Print the whole listing, unchanged.

======== SOURCE DATA ========

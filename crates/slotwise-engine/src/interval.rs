//! Inclusive interval containment.
//!
//! A candidate meeting `[inner_start, inner_end]` fits inside a declared
//! availability `[outer_start, outer_end]` when it starts no earlier and ends
//! no later. Equal boundaries count as contained.

use chrono::{DateTime, Utc};

/// Returns `true` when `[inner_start, inner_end]` lies within `[outer_start, outer_end]`.
pub fn contains(
    outer_start: DateTime<Utc>,
    outer_end: DateTime<Utc>,
    inner_start: DateTime<Utc>,
    inner_end: DateTime<Utc>,
) -> bool {
    outer_start <= inner_start && inner_end <= outer_end
}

========

**RESPONSE BOX**
filename crates/slotwise-engine/src/interval.rs
//! Inclusive interval containment.
//!
//! A candidate meeting `[inner_start, inner_end]` fits inside a declared
//! availability `[outer_start, outer_end]` when it starts no earlier and ends
//! no later. Equal boundaries count as contained.

use chrono::{DateTime, Utc};

/// Returns `true` when `[inner_start, inner_end]` lies within `[outer_start, outer_end]`.
pub fn contains(
    outer_start: DateTime<Utc>,
    outer_end: DateTime<Utc>,
    inner_start: DateTime<Utc>,
    inner_end: DateTime<Utc>,
) -> bool {
    outer_start <= inner_start && inner_end <= outer_end
}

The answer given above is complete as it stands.